Commun Med (Lond). 2023 May 17;3(1):68. doi: 10.1038/s43856-023-00298-6.

Abstract

Background: Increasingly large and complex biomedical data sets challenge conventional hypothesis-driven analytical approaches, however, data-driven unsupervised learning can detect inherent patterns in such data sets.

Methods: While unsupervised analysis in the medical literature commonly only utilizes a single clustering algorithm for a given data set, we developed a large-scale model with 605 different combinations of target dimensionalities as well as transformation and clustering algorithms and subsequent meta-clustering of individual results. With this model, we investigated a large cohort of 1383 patients from 59 centers in Germany with newly diagnosed acute myeloid leukemia for whom 212 clinical, laboratory, cytogenetic and molecular genetic parameters were available.
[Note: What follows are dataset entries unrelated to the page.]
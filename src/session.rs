//! Per-login application context.
//!
//! A [`Session`] owns the authenticated username, that user's loaded log,
//! and the view the client is on. Sessions live in a [`SessionRegistry`]
//! keyed by the id carried in the access token.

use std::collections::HashMap;
use std::sync::Arc;
use std::time::Duration as StdDuration;

use chrono::{DateTime, Duration, Utc};
use serde::{Deserialize, Serialize};
use tokio::sync::{Mutex, RwLock};
use uuid::Uuid;

use crate::models::health_log::HealthLog;
use crate::models::user::Username;

/// Which page the client is showing.
#[derive(Debug, Clone, Copy, Default, PartialEq, Eq, Serialize, Deserialize)]
#[serde(rename_all = "snake_case")]
pub enum View {
    #[default]
    Dashboard,
    AddData,
    Insights,
    Settings,
}

#[derive(Debug)]
pub struct Session {
    pub username: Username,
    pub log: HealthLog,
    pub view: View,
    pub started_at: DateTime<Utc>,
    /// Matches the access token's `exp`
    pub expires_at: DateTime<Utc>,
}

impl Session {
    pub fn new(username: Username, log: HealthLog, ttl: Duration) -> Self {
        let started_at = Utc::now();
        Self {
            username,
            log,
            view: View::default(),
            started_at,
            expires_at: started_at + ttl,
        }
    }

    pub fn is_expired(&self, now: DateTime<Utc>) -> bool {
        now >= self.expires_at
    }

    pub fn summary(&self) -> SessionSummary {
        SessionSummary {
            username: self.username.clone(),
            view: self.view,
            entries: self.log.len(),
            started_at: self.started_at,
        }
    }
}

#[derive(Debug, Clone, Serialize)]
pub struct SessionSummary {
    pub username: Username,
    pub view: View,
    pub entries: usize,
    pub started_at: DateTime<Utc>,
}

/// Shared handle to one session. Holding the lock serializes a request's
/// read-modify-save sequence against other requests on the same session.
pub type SessionHandle = Arc<Mutex<Session>>;

#[derive(Clone, Default)]
pub struct SessionRegistry {
    sessions: Arc<RwLock<HashMap<Uuid, SessionHandle>>>,
}

impl SessionRegistry {
    pub fn new() -> Self {
        Self::default()
    }

    /// Register a new session and return its id.
    pub async fn open(&self, session: Session) -> (Uuid, SessionHandle) {
        let id = Uuid::new_v4();
        let handle = Arc::new(Mutex::new(session));
        self.sessions.write().await.insert(id, handle.clone());
        (id, handle)
    }

    pub async fn get(&self, id: Uuid) -> Option<SessionHandle> {
        self.sessions.read().await.get(&id).cloned()
    }

    /// Returns false when the session was already gone.
    pub async fn close(&self, id: Uuid) -> bool {
        self.sessions.write().await.remove(&id).is_some()
    }

    pub async fn len(&self) -> usize {
        self.sessions.read().await.len()
    }

    /// Drop sessions whose token has expired. Returns how many were removed.
    pub async fn purge_expired(&self, now: DateTime<Utc>) -> usize {
        let handles: Vec<(Uuid, SessionHandle)> = self
            .sessions
            .read()
            .await
            .iter()
            .map(|(id, handle)| (*id, handle.clone()))
            .collect();

        let mut expired = Vec::new();
        for (id, handle) in handles {
            if handle.lock().await.is_expired(now) {
                expired.push(id);
            }
        }

        let mut sessions = self.sessions.write().await;
        for id in &expired {
            sessions.remove(id);
        }
        expired.len()
    }
}

/// Periodically evict sessions whose token can no longer be used.
pub fn spawn_session_reaper(registry: SessionRegistry) {
    tokio::spawn(async move {
        let mut interval = tokio::time::interval(StdDuration::from_secs(300));
        loop {
            interval.tick().await;
            let purged = registry.purge_expired(Utc::now()).await;
            if purged > 0 {
                let live = registry.len().await;
                tracing::debug!(purged, live, "Expired sessions purged");
            }
        }
    });
}

#[cfg(test)]
mod tests {
    use super::*;

    fn session(name: &str) -> Session {
        session_for(name, Duration::hours(1))
    }

    fn session_for(name: &str, ttl: Duration) -> Session {
        Session::new(Username::parse(name).unwrap(), HealthLog::default(), ttl)
    }

    #[test]
    fn test_new_session_starts_on_dashboard() {
        let s = session("alice");
        assert_eq!(s.view, View::Dashboard);
        assert_eq!(s.summary().entries, 0);
    }

    #[test]
    fn test_view_wire_names() {
        assert_eq!(serde_json::to_value(View::AddData).unwrap(), "add_data");
        let parsed: View = serde_json::from_str("\"settings\"").unwrap();
        assert_eq!(parsed, View::Settings);
        assert!(serde_json::from_str::<View>("\"admin\"").is_err());
    }

    #[tokio::test]
    async fn test_open_get_close() {
        let registry = SessionRegistry::new();
        let (id, handle) = registry.open(session("alice")).await;

        let found = registry.get(id).await.unwrap();
        assert!(Arc::ptr_eq(&found, &handle));
        assert_eq!(registry.len().await, 1);

        assert!(registry.close(id).await);
        assert!(registry.get(id).await.is_none());
        assert!(!registry.close(id).await);
    }

    #[tokio::test]
    async fn test_sessions_are_independent() {
        let registry = SessionRegistry::new();
        let (a, _) = registry.open(session("alice")).await;
        let (b, _) = registry.open(session("alice")).await;
        assert_ne!(a, b);

        registry.get(a).await.unwrap().lock().await.view = View::Insights;
        assert_eq!(registry.get(b).await.unwrap().lock().await.view, View::Dashboard);
    }

    #[tokio::test]
    async fn test_purge_drops_only_expired_sessions() {
        let registry = SessionRegistry::new();
        for _ in 0..50 {
            registry.open(session_for("alice", Duration::seconds(-120))).await;
        }
        let (live, _) = registry.open(session("bob")).await;
        assert_eq!(registry.len().await, 51);

        assert_eq!(registry.purge_expired(Utc::now()).await, 50);
        assert_eq!(registry.len().await, 1);
        assert!(registry.get(live).await.is_some());

        // Once its own ttl has passed the live session goes too
        let later = Utc::now() + Duration::hours(2);
        assert_eq!(registry.purge_expired(later).await, 1);
        assert_eq!(registry.len().await, 0);
    }
}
Results: Unsupervised learning identifies four distinct patient clusters, and statistical analysis shows significant differences in rate of complete remissions, event-free, relapse-free and overall survival between the four clusters. In comparison to the standard-of-care hypothesis-driven European Leukemia Net (ELN2017) risk stratification model, we find all three ELN2017 risk categories being represented in all four clusters in varying proportions indicating unappreciated complexity of AML biology in current established risk stratification models. Further, by using assigned clusters as labels we subsequently train a supervised model to validate cluster assignments on a large external multicenter cohort of 664 intensively treated AML patients.
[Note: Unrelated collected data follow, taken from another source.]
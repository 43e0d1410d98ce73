use std::fmt;

use serde::Serialize;

const MAX_USERNAME_LEN: usize = 64;

#[derive(Debug, Clone, PartialEq, Eq, thiserror::Error)]
pub enum UsernameError {
    #[error("Username is required")]
    Empty,

    #[error("Username must be at most 64 characters")]
    TooLong,

    #[error("Username may only contain letters, digits, '_', '-' and '.', and may not start with '.'")]
    InvalidCharacters,
}

/// A validated username. It doubles as the key of the user's log file, so
/// it never contains path separators and never starts with a dot.
#[derive(Debug, Clone, PartialEq, Eq, Hash, Serialize)]
#[serde(transparent)]
pub struct Username(String);

impl Username {
    pub fn parse(raw: &str) -> Result<Self, UsernameError> {
        let name = raw.trim();
        if name.is_empty() {
            return Err(UsernameError::Empty);
        }
        if name.chars().count() > MAX_USERNAME_LEN {
            return Err(UsernameError::TooLong);
        }
        let allowed = |c: char| c.is_ascii_alphanumeric() || matches!(c, '_' | '-' | '.');
        if name.starts_with('.') || !name.chars().all(allowed) {
            return Err(UsernameError::InvalidCharacters);
        }
        Ok(Self(name.to_string()))
    }

    pub fn as_str(&self) -> &str {
        &self.0
    }
}

impl fmt::Display for Username {
    fn fmt(&self, f: &mut fmt::Formatter<'_>) -> fmt::Result {
        f.write_str(&self.0)
    }
}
Conclusions: Dynamic data-driven models are likely more suitable for risk stratification in the context of increasingly complex medical data than rigid hypothesis-driven models to allow for a more personalized treatment allocation and gain novel insights into disease biology.

Plain language summary

There are various ways in which clinicians can predict the risk of disease progression in patients with leukemia, helping them to treat the patients accordingly. However, these approaches are usually designed by human experts and might not fully capture the complexity of a patient’s disease. Here, with a large cohort of patients with acute myeloid leukemia, we design an unsupervised machine learning model – a type of computer model that learns from patterns in data without human input—to separate these patients into subgroups according to risk. We identify four distinct groups which differ with regards to patient genetics, laboratory values, and clinical characteristics. These groups have differences in response to treatment and patient survival, and we validate our findings in another dataset. Our approach might help clinicians to better predict outcomes in patients with leukemia and make decisions on treatment.